[Collected data]
[Start of Attachment]

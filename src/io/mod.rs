//! I/O utilities for file handling
//!
//! This module provides the seekable reader abstraction and the byte order
//! strategies used by the TIFF reader and writer.

pub mod seekable;
pub mod byte_order;
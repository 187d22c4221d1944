//! Sample layout and decoding
//!
//! Raw strip/tile bytes are turned into `f64` values in two steps: every
//! sample is read as a bit pattern in file byte order (so the horizontal
//! predictor can undo differencing with wrapping integer adds), then the
//! bit pattern is interpreted according to the sample format.

use crate::io::byte_order::ByteOrder;
use crate::tiff::constants::sample_format;
use crate::tiff::errors::{TiffError, TiffResult};

/// How a sample's bits are interpreted
#[derive(Debug, Clone, Copy, PartialEq, Eq)]
pub enum SampleKind {
    Unsigned,
    Signed,
    Float,
}

/// Bit depth and interpretation shared by all bands of a tile
#[derive(Debug, Clone, Copy, PartialEq, Eq)]
pub struct SampleLayout {
    pub bits: u16,
    pub kind: SampleKind,
}

impl SampleLayout {
    /// Build a layout from BitsPerSample and SampleFormat tag values
    ///
    /// Both tags may carry one value per band; mixed values are rejected.
    pub fn from_tags(bits_per_sample: &[u64], sample_formats: &[u64]) -> TiffResult<Self> {
        let bits = uniform(bits_per_sample, "BitsPerSample")?.unwrap_or(1);
        let format = uniform(sample_formats, "SampleFormat")?.unwrap_or(sample_format::UNSIGNED as u64);

        let kind = match format {
            f if f == sample_format::UNSIGNED as u64 => SampleKind::Unsigned,
            f if f == sample_format::SIGNED as u64 => SampleKind::Signed,
            f if f == sample_format::IEEEFP as u64 => SampleKind::Float,
            other => {
                return Err(TiffError::UnsupportedSampleLayout(format!("sample format {}", other)));
            }
        };

        let layout = SampleLayout { bits: bits as u16, kind };
        match (layout.kind, bits) {
            (SampleKind::Float, 32) | (SampleKind::Float, 64) => Ok(layout),
            (SampleKind::Float, _) => Err(TiffError::UnsupportedSampleLayout(
                format!("{}-bit floating point samples", bits))),
            (_, 8) | (_, 16) | (_, 32) | (_, 64) => Ok(layout),
            _ => Err(TiffError::UnsupportedSampleLayout(format!("{}-bit integer samples", bits))),
        }
    }

    /// Sample width in bytes
    pub fn bytes(&self) -> usize {
        self.bits as usize / 8
    }

    /// Mask of the significant bits in a sample bit pattern
    pub fn mask(&self) -> u64 {
        if self.bits >= 64 { u64::MAX } else { (1u64 << self.bits) - 1 }
    }

    /// Interpret a sample bit pattern as a value
    pub fn to_f64(&self, bits: u64) -> f64 {
        match (self.kind, self.bits) {
            (SampleKind::Unsigned, _) => bits as f64,
            (SampleKind::Signed, 8) => bits as u8 as i8 as f64,
            (SampleKind::Signed, 16) => bits as u16 as i16 as f64,
            (SampleKind::Signed, 32) => bits as u32 as i32 as f64,
            (SampleKind::Signed, _) => bits as i64 as f64,
            (SampleKind::Float, 32) => f32::from_bits(bits as u32) as f64,
            (SampleKind::Float, _) => f64::from_bits(bits),
        }
    }

    /// Inverse of `to_f64`, used when writing tiles
    pub fn from_f64(&self, value: f64) -> u64 {
        match (self.kind, self.bits) {
            (SampleKind::Float, 32) => (value as f32).to_bits() as u64,
            (SampleKind::Float, _) => value.to_bits(),
            (SampleKind::Signed, _) => (value as i64 as u64) & self.mask(),
            (SampleKind::Unsigned, _) => (value as u64) & self.mask(),
        }
    }

    /// TIFF SampleFormat code for this layout
    pub fn format_code(&self) -> u16 {
        match self.kind {
            SampleKind::Unsigned => sample_format::UNSIGNED,
            SampleKind::Signed => sample_format::SIGNED,
            SampleKind::Float => sample_format::IEEEFP,
        }
    }

    /// Split a decoded block into sample bit patterns
    pub fn unpack(&self, block: &[u8], byte_order: ByteOrder) -> Vec<u64> {
        let width = self.bytes();
        block.chunks_exact(width)
            .map(|chunk| byte_order.read_sample_bits(chunk, width))
            .collect()
    }
}

/// Returns the single value shared by all entries, `None` for an empty slice
fn uniform(values: &[u64], tag_name: &str) -> TiffResult<Option<u64>> {
    match values.split_first() {
        None => Ok(None),
        Some((first, rest)) if rest.iter().all(|v| v == first) => Ok(Some(*first)),
        Some(_) => Err(TiffError::UnsupportedSampleLayout(
            format!("{} differs between bands: {:?}", tag_name, values))),
    }
}

/// Undo horizontal differencing (TIFF predictor 2) in place
///
/// # Arguments
/// * `samples` - Sample bit patterns of one block, row-major
/// * `row_len` - Number of samples per block row
/// * `stride` - Samples per pixel within the block (1 for planar blocks)
/// * `mask` - Bit mask of the sample width
pub fn undo_horizontal_predictor(samples: &mut [u64], row_len: usize, stride: usize, mask: u64) {
    if row_len == 0 {
        return;
    }
    for row in samples.chunks_mut(row_len) {
        for i in stride..row.len() {
            row[i] = row[i].wrapping_add(row[i - stride]) & mask;
        }
    }
}

/// Apply horizontal differencing (TIFF predictor 2) in place, for writing
pub fn apply_horizontal_predictor(samples: &mut [u64], row_len: usize, stride: usize, mask: u64) {
    if row_len == 0 {
        return;
    }
    for row in samples.chunks_mut(row_len) {
        for i in (stride..row.len()).rev() {
            row[i] = row[i].wrapping_sub(row[i - stride]) & mask;
        }
    }
}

[End of Attachment]

REQUIRED WORK =>
Check each line of the data for "shared". Copy the lines where it turns up.

REPLY =>
/// Bit depth and interpretation shared by all bands of a tile
/// Returns the single value shared by all entries, `None` for an empty slice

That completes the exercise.